Example 4.5.2. \begin{align*} f_{X_i \c \{X_j=x_j:j\neq i\}}(x_i) &= \frac{\frac{d}{dx_i} \int_{-\infty}^{x_i} f_{X_1,\ldots,X_n}(x_1,\ldots,x_n)dx_i}{ f_{X_1,\ldots,X_{i-1},X_{i+1},\ldots,X_n}(x_1,\ldots,x_{i-1},x_{i+1},\ldots,x_n)}\\ &=\frac{f_{X_1,\ldots,X_n}(x_1,\ldots,x_n)}{\int_{-\infty}^{\infty} f_{X_1,\ldots,X_n}(x_1,\ldots,x_n)dx_i}. \end{align*} In the case of $n=3$, we have \begin{align*}f_{X_2 \c X_1=x_1,X_3=x_3}(x_2) &= \frac{d}{d x_2} F_{X_2 \c X_1=x_1,X_3=x_3}(x_2)\\ &=\frac{f_{X_1,X_2,X_3}(x_1,x_2,x_3)}{ \int_{-\infty}^{\infty}f_{X_1,X_2,X_3}(x_1,x_2,x_3) dx_2}.\end{align*}

The above formulas lead to the following generalization of the Bayes rule for events $\P(A \c B)=\P(B \c A)\P(A) / \P(B)$ (Proposition 1.5.2).

Proposition 4.5.1 (Bayes Rule). \begin{align*} f_{\bb X}(\bb X) &= f_{X_i \c \{X_j=x_j:j\neq i\}}(x_i) f_{X_1,\ldots,X_{i-1},X_{i+1},\ldots,X_n}(x_1,\ldots,x_{i-1}, x_{i+1}, \ldots, x_n)\\ p_{\bb X}(\bb X) &= p_{X_i \c \{X_j=x_j:j\neq i\}}(x_i) p_{X_1,\ldots,X_{i-1},X_{i+1},\ldots,X_n}(x_1,\ldots,x_{i-1}, x_{i+1}, \ldots, x_n) \end{align*}

Proof. The pdf formula follows from Example 4.5.2. The derivation of the pmf formula is similar.

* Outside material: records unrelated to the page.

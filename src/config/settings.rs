//! Per-store configuration sections.

use serde::Deserialize;

use super::ConfigError;

/// Default journal table name.
pub const DEFAULT_JOURNAL_TABLE: &str = "events";
/// Default snapshot table name.
pub const DEFAULT_SNAPSHOT_TABLE: &str = "snapshots";
/// Default snapshot container name.
pub const DEFAULT_SNAPSHOT_CONTAINER: &str = "snapshots";
/// Default snapshot object extension.
pub const DEFAULT_SNAPSHOT_EXTENSION: &str = crate::storage::snapshot::DEFAULT_EXTENSION;

fn default_true() -> bool {
    true
}

fn check_connections(section: &'static str, connection_strings: &[String]) -> Result<(), ConfigError> {
    if connection_strings.is_empty() {
        return Err(ConfigError::NoConnectionStrings { section });
    }
    if connection_strings.iter().any(|c| c.trim().is_empty()) {
        return Err(ConfigError::EmptyConnectionString { section });
    }
    Ok(())
}

fn check_name(section: &'static str, name: &str) -> Result<(), ConfigError> {
    if name.trim().is_empty() {
        return Err(ConfigError::EmptyName { section });
    }
    Ok(())
}

/// Journal section.
#[derive(Debug, Clone, PartialEq, Eq, Deserialize)]
#[serde(default)]
pub struct JournalSettings {
    /// Table holding event rows on every shard.
    pub table_name: String,
    /// One connection string per shard, in shard order.
    pub connection_strings: Vec<String>,
    /// Create the table on every shard at startup.
    #[serde(default = "default_true")]
    pub auto_initialize: bool,
}

impl Default for JournalSettings {
    fn default() -> Self {
        Self {
            table_name: DEFAULT_JOURNAL_TABLE.to_string(),
            connection_strings: Vec::new(),
            auto_initialize: true,
        }
    }
}

impl JournalSettings {
    pub fn validate(&self) -> Result<(), ConfigError> {
        check_name("journal", &self.table_name)?;
        check_connections("journal", &self.connection_strings)
    }
}

/// Keyed-record snapshot store section.
#[derive(Debug, Clone, PartialEq, Eq, Deserialize)]
#[serde(default)]
pub struct TableSnapshotSettings {
    pub table_name: String,
    pub connection_strings: Vec<String>,
    #[serde(default = "default_true")]
    pub auto_initialize: bool,
}

impl Default for TableSnapshotSettings {
    fn default() -> Self {
        Self {
            table_name: DEFAULT_SNAPSHOT_TABLE.to_string(),
            connection_strings: Vec::new(),
            auto_initialize: true,
        }
    }
}

impl TableSnapshotSettings {
    pub fn validate(&self) -> Result<(), ConfigError> {
        check_name("table_snapshot_store", &self.table_name)?;
        check_connections("table_snapshot_store", &self.connection_strings)
    }
}

/// Object snapshot store section.
#[derive(Debug, Clone, PartialEq, Eq, Deserialize)]
#[serde(default)]
pub struct ObjectSnapshotSettings {
    pub container_name: String,
    pub connection_strings: Vec<String>,
    #[serde(default = "default_true")]
    pub auto_initialize: bool,
    /// Object name extension, without the leading dot.
    pub extension: String,
}

impl Default for ObjectSnapshotSettings {
    fn default() -> Self {
        Self {
            container_name: DEFAULT_SNAPSHOT_CONTAINER.to_string(),
            connection_strings: Vec::new(),
            auto_initialize: true,
            extension: DEFAULT_SNAPSHOT_EXTENSION.to_string(),
        }
    }
}

impl ObjectSnapshotSettings {
    pub fn validate(&self) -> Result<(), ConfigError> {
        check_name("object_snapshot_store", &self.container_name)?;
        check_connections("object_snapshot_store", &self.connection_strings)?;
        let extension = self.extension.trim();
        if extension.is_empty() || extension.contains('.') {
            return Err(ConfigError::InvalidExtension(self.extension.clone()));
        }
        Ok(())
    }
}
//! In-memory TableBackend implementation.

use std::collections::{BTreeMap, HashMap};

use async_trait::async_trait;
use tokio::sync::RwLock;

use crate::storage::{
    Result, RowRange, StorageError, TableBackend, TableBatch, TableEntity, TableOperation,
    MAX_BATCH_OPERATIONS,
};

/// Rows of one partition, keyed by row key.
type Partition = BTreeMap<String, TableEntity>;

/// Table storage held in process memory.
pub struct MemoryTableBackend {
    name: String,
    tables: RwLock<HashMap<String, HashMap<String, Partition>>>,
    batch_limit: usize,
    fail_on_write: RwLock<bool>,
    fail_on_read: RwLock<bool>,
    batches_executed: RwLock<usize>,
}

impl Default for MemoryTableBackend {
    fn default() -> Self {
        Self::new("memory")
    }
}

impl MemoryTableBackend {
    pub fn new(name: impl Into<String>) -> Self {
        Self {
            name: name.into(),
            tables: RwLock::new(HashMap::new()),
            batch_limit: MAX_BATCH_OPERATIONS,
            fail_on_write: RwLock::new(false),
            fail_on_read: RwLock::new(false),
            batches_executed: RwLock::new(0),
        }
    }

    /// Override the per-batch operation limit.
    pub fn with_batch_limit(mut self, limit: usize) -> Self {
        self.batch_limit = limit;
        self
    }

    /// Make every subsequent write fail with a transient error.
    pub async fn set_fail_on_write(&self, fail: bool) {
        *self.fail_on_write.write().await = fail;
    }

    /// Make every subsequent read fail with a transient error.
    pub async fn set_fail_on_read(&self, fail: bool) {
        *self.fail_on_read.write().await = fail;
    }

    /// Number of batches applied successfully.
    pub async fn batches_executed(&self) -> usize {
        *self.batches_executed.read().await
    }

    /// Total rows stored in `table` across all partitions.
    pub async fn row_count(&self, table: &str) -> usize {
        self.tables
            .read()
            .await
            .get(table)
            .map(|partitions| partitions.values().map(BTreeMap::len).sum())
            .unwrap_or(0)
    }

    pub async fn has_table(&self, table: &str) -> bool {
        self.tables.read().await.contains_key(table)
    }

    async fn check_read(&self) -> Result<()> {
        if *self.fail_on_read.read().await {
            return Err(StorageError::Unavailable(format!(
                "{}: injected read failure",
                self.name
            )));
        }
        Ok(())
    }

    fn missing_table(table: &str) -> StorageError {
        StorageError::MissingResource(format!("table {}", table))
    }

    /// Apply one operation to a working copy of a partition.
    fn apply(partition_key: &str, rows: &mut Partition, operation: TableOperation) -> Result<()> {
        match operation {
            TableOperation::Insert(entity) => {
                if rows.contains_key(&entity.row_key) {
                    return Err(StorageError::Conflict {
                        partition_key: partition_key.to_string(),
                        row_key: entity.row_key,
                    });
                }
                rows.insert(entity.row_key.clone(), entity);
            }
            TableOperation::Replace(entity) => {
                if !rows.contains_key(&entity.row_key) {
                    return Err(StorageError::NotFound {
                        partition_key: partition_key.to_string(),
                        row_key: entity.row_key,
                    });
                }
                rows.insert(entity.row_key.clone(), entity);
            }
            TableOperation::Delete { row_key } => {
                if rows.remove(&row_key).is_none() {
                    return Err(StorageError::NotFound {
                        partition_key: partition_key.to_string(),
                        row_key,
                    });
                }
            }
        }
        Ok(())
    }
}

#[async_trait]
impl TableBackend for MemoryTableBackend {
    fn name(&self) -> &str {
        &self.name
    }

    async fn create_table_if_not_exists(&self, table: &str) -> Result<bool> {
        let mut tables = self.tables.write().await;
        if tables.contains_key(table) {
            return Ok(false);
        }
        tables.insert(table.to_string(), HashMap::new());
        Ok(true)
    }

    async fn query(&self, table: &str, range: &RowRange) -> Result<Vec<TableEntity>> {
        self.check_read().await?;
        let tables = self.tables.read().await;
        let partitions = tables.get(table).ok_or_else(|| Self::missing_table(table))?;

        Ok(partitions
            .get(&range.partition_key)
            .map(|rows| {
                rows.values()
                    .filter(|e| range.contains(&e.row_key))
                    .cloned()
                    .collect()
            })
            .unwrap_or_default())
    }

    async fn retrieve(
        &self,
        table: &str,
        partition_key: &str,
        row_key: &str,
    ) -> Result<Option<TableEntity>> {
        self.check_read().await?;
        let tables = self.tables.read().await;
        let partitions = tables.get(table).ok_or_else(|| Self::missing_table(table))?;

        Ok(partitions
            .get(partition_key)
            .and_then(|rows| rows.get(row_key))
            .cloned())
    }

    async fn execute_batch(&self, table: &str, batch: TableBatch) -> Result<()> {
        if *self.fail_on_write.read().await {
            return Err(StorageError::Unavailable(format!(
                "{}: injected write failure",
                self.name
            )));
        }
        if batch.len() > self.batch_limit {
            return Err(StorageError::BatchTooLarge {
                size: batch.len(),
                limit: self.batch_limit,
            });
        }

        let mut tables = self.tables.write().await;
        let partitions = tables
            .get_mut(table)
            .ok_or_else(|| Self::missing_table(table))?;

        let partition_key = batch.partition_key().to_string();
        let mut working = partitions.get(&partition_key).cloned().unwrap_or_default();
        for operation in batch.into_operations() {
            Self::apply(&partition_key, &mut working, operation)?;
        }

        if working.is_empty() {
            partitions.remove(&partition_key);
        } else {
            partitions.insert(partition_key, working);
        }
        *self.batches_executed.write().await += 1;
        Ok(())
    }
}
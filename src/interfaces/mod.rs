//! Abstract interfaces invoked by the host actor runtime.
//!
//! These traits define the contracts for:
//! - Event journaling (write, highest sequence, replay, delete-to)
//! - Snapshot storage (load by criteria, save, delete)

pub mod journal;
pub mod snapshot_store;

pub use journal::{Journal, PersistentRepr};
pub use snapshot_store::{
    SelectedSnapshot, SnapshotMetadata, SnapshotSelectionCriteria, SnapshotStore,
};
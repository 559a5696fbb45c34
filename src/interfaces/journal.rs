//! Event journal interface.

use async_trait::async_trait;

use crate::serialization::Payload;
use crate::storage::Result;

/// One event of a stream as exchanged with the host.
#[derive(Debug, Clone)]
pub struct PersistentRepr {
    pub persistence_id: String,
    pub sequence_nr: u64,
    pub payload: Payload,
    /// Tombstone flag. Replay never yields deleted events.
    pub deleted: bool,
}

impl PersistentRepr {
    pub fn new(persistence_id: impl Into<String>, sequence_nr: u64, payload: Payload) -> Self {
        Self {
            persistence_id: persistence_id.into(),
            sequence_nr,
            payload,
            deleted: false,
        }
    }
}

/// Interface for event journal persistence.
///
/// Sequence numbers are assigned by the host and increase per stream. The
/// journal never reorders or renumbers events.
///
/// Implementations:
/// - `TableJournal`: sharded partitioned-table storage
#[async_trait]
pub trait Journal: Send + Sync {
    /// Persist a batch of events, possibly spanning several streams.
    ///
    /// Events of one stream are written atomically. Streams are written
    /// independently, so a failure can leave other streams of the same
    /// call persisted.
    async fn write_messages(&self, messages: Vec<PersistentRepr>) -> Result<()>;

    /// Highest stored sequence number at or above `from_sequence_nr`, or 0.
    async fn read_highest_sequence_nr(
        &self,
        persistence_id: &str,
        from_sequence_nr: u64,
    ) -> Result<u64>;

    /// Deliver non-deleted events in `[from, to]` in ascending order.
    ///
    /// Stops after `max` events. Returns the number of events delivered.
    async fn replay_messages(
        &self,
        persistence_id: &str,
        from_sequence_nr: u64,
        to_sequence_nr: u64,
        max: u64,
        callback: &mut (dyn FnMut(PersistentRepr) + Send),
    ) -> Result<u64>;

    /// Delete every event with sequence `<= to_sequence_nr`.
    ///
    /// Permanent deletion removes the rows. Otherwise rows are kept and
    /// marked deleted.
    async fn delete_messages_to(
        &self,
        persistence_id: &str,
        to_sequence_nr: u64,
        permanent: bool,
    ) -> Result<()>;
}
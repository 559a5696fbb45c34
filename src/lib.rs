//! shardjournal - sharded event journal and snapshot stores
//!
//! Maps an event-sourced entity's ordered event log and its periodic
//! snapshots onto partitioned table storage (partition key + sortable row
//! key) and flat object storage, sharded statically across several backend
//! accounts.

pub mod config;
pub mod interfaces;
pub mod persistence;
pub mod serialization;
pub mod storage;
pub mod utils;

pub use interfaces::{
    Journal, PersistentRepr, SelectedSnapshot, SnapshotMetadata, SnapshotSelectionCriteria,
    SnapshotStore,
};
pub use config::PersistenceConfig;
pub use persistence::{Persistence, PersistenceError};
pub use serialization::{Payload, TypeRegistry};
pub use storage::{ErrorKind, Result, StorageError};
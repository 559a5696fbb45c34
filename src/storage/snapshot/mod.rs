//! Snapshot stores: one table row or one object per snapshot.
//!
//! Both variants store the same JSON envelope (metadata plus registry
//! encoded payload) and duplicate the timestamp outside it, so candidates
//! can be filtered without downloading or decoding them.

mod object;
mod table;

pub use object::{ObjectSnapshotStore, DEFAULT_EXTENSION, TIMESTAMP_METADATA, VERSION_METADATA};
pub use table::TableSnapshotStore;

use super::{Result, StorageError};
use crate::interfaces::{SelectedSnapshot, SnapshotMetadata};
use crate::serialization::{Payload, SnapshotEnvelope, TypeRegistry};

/// Encode a snapshot into envelope bytes.
pub(crate) fn encode_snapshot(
    registry: &TypeRegistry,
    metadata: &SnapshotMetadata,
    snapshot: &Payload,
) -> Result<Vec<u8>> {
    let payload = registry.encode(snapshot)?;
    let envelope = SnapshotEnvelope::new(
        &metadata.persistence_id,
        metadata.sequence_nr,
        metadata.timestamp,
        snapshot.type_tag(),
        &payload,
    );
    Ok(envelope.to_bytes()?)
}

/// Decode envelope bytes back into a snapshot.
pub(crate) fn decode_snapshot(registry: &TypeRegistry, bytes: &[u8]) -> Result<SelectedSnapshot> {
    let envelope = SnapshotEnvelope::from_bytes(bytes)?;
    let payload = envelope.payload_bytes()?;
    let snapshot = registry.decode(&envelope.type_tag, &payload)?;
    Ok(SelectedSnapshot {
        metadata: SnapshotMetadata {
            timestamp: envelope.timestamp()?,
            persistence_id: envelope.persistence_id,
            sequence_nr: envelope.sequence_nr,
        },
        snapshot,
    })
}

/// Reject a snapshot whose envelope belongs to another stream position.
pub(crate) fn check_identity(
    selected: &SelectedSnapshot,
    persistence_id: &str,
    sequence_nr: u64,
) -> Result<()> {
    if selected.metadata.persistence_id != persistence_id
        || selected.metadata.sequence_nr != sequence_nr
    {
        return Err(StorageError::CorruptRecord(format!(
            "snapshot stored as {}@{} contains {}@{}",
            persistence_id,
            sequence_nr,
            selected.metadata.persistence_id,
            selected.metadata.sequence_nr
        )));
    }
    Ok(())
}
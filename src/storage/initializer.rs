//! Idempotent provisioning of tables and containers on every shard.

use futures::future::try_join_all;
use tracing::{error, info};

use super::{ObjectBackend, Result, Shards, TableBackend};

async fn ensure_tables(shards: &Shards<dyn TableBackend>, table: &str, purpose: &str) -> Result<()> {
    try_join_all(shards.all().iter().map(|backend| async move {
        match backend.create_table_if_not_exists(table).await {
            Ok(created) => {
                info!(backend = %backend.name(), table = %table, created, "{} table ready", purpose);
                Ok(())
            }
            Err(e) => {
                error!(backend = %backend.name(), table = %table, error = %e, "Failed to create {} table", purpose);
                Err(e)
            }
        }
    }))
    .await?;
    Ok(())
}

/// Create the journal table on every shard if absent.
pub async fn ensure_journal_schema(shards: &Shards<dyn TableBackend>, table: &str) -> Result<()> {
    ensure_tables(shards, table, "Journal").await
}

/// Create the snapshot table on every shard if absent.
pub async fn ensure_snapshot_table_schema(
    shards: &Shards<dyn TableBackend>,
    table: &str,
) -> Result<()> {
    ensure_tables(shards, table, "Snapshot").await
}

/// Create the snapshot container on every shard if absent.
pub async fn ensure_snapshot_container_schema(
    shards: &Shards<dyn ObjectBackend>,
    container: &str,
) -> Result<()> {
    try_join_all(shards.all().iter().map(|backend| async move {
        match backend.create_container_if_not_exists(container).await {
            Ok(created) => {
                info!(backend = %backend.name(), container = %container, created, "Snapshot container ready");
                Ok(())
            }
            Err(e) => {
                error!(backend = %backend.name(), container = %container, error = %e, "Failed to create snapshot container");
                Err(e)
            }
        }
    }))
    .await?;
    Ok(())
}
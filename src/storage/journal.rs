//! Sharded event journal over partitioned table storage.
//!
//! Row layout (table `events` by default):
//!
//! ```text
//! partition key = persistence id
//! row key       = zero-padded sequence number (10 digits)
//!
//! id             String  UUID v5 of persistence id + sequence number
//! persistence_id String
//! type_tag       String  TypeRegistry tag of the payload
//! sequence_nr    I64
//! payload        Binary  registry-encoded payload
//! deleted        Bool    tombstone
//! ```

use std::collections::BTreeMap;
use std::ops::Bound;
use std::sync::Arc;

use async_trait::async_trait;
use futures::future::join_all;
use tracing::{debug, error};
use uuid::Uuid;

use super::key_codec::{decode_sequence, encode_sequence, lower_bound, upper_bound};
use super::{
    PropertyValue, Result, RowRange, Shards, StorageError, TableBackend, TableBatch, TableEntity,
    TableOperation, MAX_BATCH_OPERATIONS,
};
use crate::interfaces::{Journal, PersistentRepr};
use crate::serialization::TypeRegistry;

const ID: &str = "id";
const PERSISTENCE_ID: &str = "persistence_id";
const TYPE_TAG: &str = "type_tag";
const SEQUENCE_NR: &str = "sequence_nr";
const PAYLOAD: &str = "payload";
const DELETED: &str = "deleted";

/// Deterministic event id: the same stream position always maps to the same id.
pub fn event_id(persistence_id: &str, sequence_nr: u64) -> Uuid {
    let name = format!("{}:{}", persistence_id, sequence_nr);
    Uuid::new_v5(&Uuid::NAMESPACE_OID, name.as_bytes())
}

/// A stored journal row with its payload still encoded.
#[derive(Debug, Clone, PartialEq, Eq)]
pub struct JournalEntry {
    pub id: Uuid,
    pub persistence_id: String,
    pub sequence_nr: u64,
    pub type_tag: String,
    pub payload: Vec<u8>,
    pub deleted: bool,
}

impl JournalEntry {
    fn to_entity(&self) -> Result<TableEntity> {
        let sequence = i64::try_from(self.sequence_nr)
            .map_err(|_| StorageError::KeyOutOfRange(self.sequence_nr))?;
        Ok(TableEntity::new(
            self.persistence_id.clone(),
            encode_sequence(self.sequence_nr)?,
        )
        .with(ID, PropertyValue::String(self.id.to_string()))
        .with(
            PERSISTENCE_ID,
            PropertyValue::String(self.persistence_id.clone()),
        )
        .with(TYPE_TAG, PropertyValue::String(self.type_tag.clone()))
        .with(SEQUENCE_NR, PropertyValue::I64(sequence))
        .with(PAYLOAD, PropertyValue::Binary(self.payload.clone()))
        .with(DELETED, PropertyValue::Bool(self.deleted)))
    }

    fn from_entity(entity: &TableEntity) -> Result<Self> {
        let sequence_nr = decode_sequence(&entity.row_key)?;
        let id = entity.get_str(ID)?;
        let id = Uuid::parse_str(id).map_err(|e| {
            StorageError::CorruptRecord(format!(
                "{}/{} has invalid id {}: {}",
                entity.partition_key, entity.row_key, id, e
            ))
        })?;
        Ok(Self {
            id,
            persistence_id: entity.get_str(PERSISTENCE_ID)?.to_string(),
            sequence_nr,
            type_tag: entity.get_str(TYPE_TAG)?.to_string(),
            payload: entity.get_binary(PAYLOAD)?.to_vec(),
            deleted: entity.get_bool(DELETED)?,
        })
    }
}

/// Journal storing each stream in one partition of a sharded table.
pub struct TableJournal {
    shards: Shards<dyn TableBackend>,
    table: String,
    registry: Arc<TypeRegistry>,
}

impl TableJournal {
    pub fn new(
        shards: Shards<dyn TableBackend>,
        table: impl Into<String>,
        registry: Arc<TypeRegistry>,
    ) -> Self {
        Self {
            shards,
            table: table.into(),
            registry,
        }
    }

    pub fn table(&self) -> &str {
        &self.table
    }

    pub fn shards(&self) -> &Shards<dyn TableBackend> {
        &self.shards
    }

    async fn query(&self, persistence_id: &str, range: RowRange) -> Result<Vec<TableEntity>> {
        let backend = self.shards.resolve(persistence_id);
        backend.query(&self.table, &range).await.map_err(|e| {
            error!(
                persistence_id = %persistence_id,
                table = %self.table,
                backend = %backend.name(),
                error = %e,
                "Journal query failed"
            );
            e
        })
    }

    async fn execute(&self, persistence_id: &str, batch: TableBatch) -> Result<()> {
        let backend = self.shards.resolve(persistence_id);
        let size = batch.len();
        backend.execute_batch(&self.table, batch).await.map_err(|e| {
            error!(
                persistence_id = %persistence_id,
                table = %self.table,
                backend = %backend.name(),
                operations = size,
                error = %e,
                "Journal batch failed"
            );
            e
        })
    }

    /// Raw rows of a stream in `[from, to]`, tombstones included.
    pub async fn scan_entries(
        &self,
        persistence_id: &str,
        from_sequence_nr: u64,
        to_sequence_nr: u64,
    ) -> Result<Vec<JournalEntry>> {
        if to_sequence_nr < from_sequence_nr {
            return Ok(Vec::new());
        }
        let Some(lower) = lower_bound(from_sequence_nr) else {
            return Ok(Vec::new());
        };
        let range = RowRange::new(persistence_id, lower, upper_bound(to_sequence_nr));
        self.query(persistence_id, range)
            .await?
            .iter()
            .map(JournalEntry::from_entity)
            .collect()
    }

    fn build_batch(&self, persistence_id: &str, mut messages: Vec<PersistentRepr>) -> Result<TableBatch> {
        messages.sort_by_key(|m| m.sequence_nr);
        if let Some(pair) = messages
            .windows(2)
            .find(|pair| pair[0].sequence_nr == pair[1].sequence_nr)
        {
            return Err(StorageError::DuplicateSequence {
                persistence_id: persistence_id.to_string(),
                sequence_nr: pair[0].sequence_nr,
            });
        }

        let mut batch = TableBatch::new(persistence_id);
        for message in messages {
            let entry = JournalEntry {
                id: event_id(persistence_id, message.sequence_nr),
                persistence_id: persistence_id.to_string(),
                sequence_nr: message.sequence_nr,
                type_tag: message.payload.type_tag().to_string(),
                payload: self.registry.encode(&message.payload)?,
                deleted: message.deleted,
            };
            batch.push(TableOperation::Insert(entry.to_entity()?))?;
        }
        Ok(batch)
    }
}

#[async_trait]
impl Journal for TableJournal {
    async fn write_messages(&self, messages: Vec<PersistentRepr>) -> Result<()> {
        let mut streams: BTreeMap<String, Vec<PersistentRepr>> = BTreeMap::new();
        for message in messages {
            streams
                .entry(message.persistence_id.clone())
                .or_default()
                .push(message);
        }

        let mut batches = Vec::with_capacity(streams.len());
        for (persistence_id, messages) in streams {
            let batch = self.build_batch(&persistence_id, messages).map_err(|e| {
                error!(persistence_id = %persistence_id, error = %e, "Rejected journal write");
                e
            })?;
            batches.push((persistence_id, batch));
        }

        let results = join_all(batches.into_iter().map(|(persistence_id, batch)| async move {
            let count = batch.len();
            self.execute(&persistence_id, batch).await?;
            debug!(persistence_id = %persistence_id, count, "Wrote events");
            Ok::<_, StorageError>(())
        }))
        .await;

        results.into_iter().collect()
    }

    async fn read_highest_sequence_nr(
        &self,
        persistence_id: &str,
        from_sequence_nr: u64,
    ) -> Result<u64> {
        let Some(lower) = lower_bound(from_sequence_nr) else {
            return Ok(0);
        };
        let range = RowRange::new(persistence_id, lower, Bound::Unbounded);
        let rows = self.query(persistence_id, range).await?;

        let mut highest = 0;
        for row in &rows {
            highest = highest.max(decode_sequence(&row.row_key)?);
        }
        debug!(persistence_id = %persistence_id, highest, "Read highest sequence number");
        Ok(highest)
    }

    async fn replay_messages(
        &self,
        persistence_id: &str,
        from_sequence_nr: u64,
        to_sequence_nr: u64,
        max: u64,
        callback: &mut (dyn FnMut(PersistentRepr) + Send),
    ) -> Result<u64> {
        if max == 0 || to_sequence_nr < from_sequence_nr {
            return Ok(0);
        }

        let entries = self
            .scan_entries(persistence_id, from_sequence_nr, to_sequence_nr)
            .await?;

        let mut delivered = 0;
        for entry in entries.into_iter().filter(|e| !e.deleted) {
            let payload = self.registry.decode(&entry.type_tag, &entry.payload)?;
            callback(PersistentRepr {
                persistence_id: entry.persistence_id,
                sequence_nr: entry.sequence_nr,
                payload,
                deleted: false,
            });
            delivered += 1;
            if delivered >= max {
                break;
            }
        }

        debug!(
            persistence_id = %persistence_id,
            from = from_sequence_nr,
            to = to_sequence_nr,
            delivered,
            "Replayed events"
        );
        Ok(delivered)
    }

    async fn delete_messages_to(
        &self,
        persistence_id: &str,
        to_sequence_nr: u64,
        permanent: bool,
    ) -> Result<()> {
        let range = RowRange::new(persistence_id, Bound::Unbounded, upper_bound(to_sequence_nr));
        let rows = self.query(persistence_id, range).await?;

        let mut operations = Vec::new();
        for mut row in rows {
            if permanent {
                operations.push(TableOperation::Delete {
                    row_key: row.row_key,
                });
            } else if !row.get_bool(DELETED)? {
                row.set(DELETED, PropertyValue::Bool(true));
                operations.push(TableOperation::Replace(row));
            }
        }
        if operations.is_empty() {
            return Ok(());
        }

        // Ascending chunks: a failure part-way leaves a deleted prefix.
        let count = operations.len();
        let mut operations = operations.into_iter().peekable();
        while operations.peek().is_some() {
            let mut batch = TableBatch::new(persistence_id);
            for operation in operations.by_ref().take(MAX_BATCH_OPERATIONS) {
                batch.push(operation)?;
            }
            self.execute(persistence_id, batch).await?;
        }
        debug!(
            persistence_id = %persistence_id,
            to = to_sequence_nr,
            permanent,
            count,
            "Deleted events"
        );
        Ok(())
    }
}
//! In-memory storage backends.
//!
//! Used by tests and for local development (`Backend=memory` connection
//! strings). They follow the same constraints as the remote services:
//! missing tables/containers are errors, batches are atomic and bounded.

mod object;
mod table;


pub use object::MemoryObjectBackend;
pub use table::MemoryTableBackend;
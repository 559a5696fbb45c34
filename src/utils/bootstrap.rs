//! Bootstrap utilities for shardjournal binaries and hosts.

use tracing_subscriber::{layer::SubscriberExt, util::SubscriberInitExt};

use crate::config::LOG_ENV_VAR;

/// Initialize tracing with the SHARDJOURNAL_LOG environment variable.
///
/// Defaults to "info" level if SHARDJOURNAL_LOG is not set. Hosts that
/// install their own subscriber should not call this.
pub fn init_tracing() {
    tracing_subscriber::registry()
        .with(
            tracing_subscriber::EnvFilter::try_from_env(LOG_ENV_VAR)
                .unwrap_or_else(|_| tracing_subscriber::EnvFilter::new("info")),
        )
        .with(tracing_subscriber::fmt::layer())
        .init();
}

Corollary 4.5.1. \begin{align*} f_{X_1,\ldots,X_n}(x_1,\ldots,x_n) &= f_{X_1}(x_1) f_{X_2 \c X_1=x_1}(x_2)f_{X_3 \c X_1=x_1,X_2=x_2}(x_3) \cdots f_{X_n \c X_1=x_1,\ldots,X_{n-1}=x_{n-1}}(x_n).\\ p_{X_1,\ldots,X_n}(x_1,\ldots,x_n) &= p_{X_1}(x_1) p_{X_2 \c X_1=x_1}(x_2)p_{X_3 \c X_1=x_1,X_2=x_2}(x_3) \cdots p_{X_n \c X_1=x_1,\ldots,X_{n-1}=x_{n-1}}(x_n). \end{align*}

Proof. The proof follows repeated use of Proposition 4.5.1.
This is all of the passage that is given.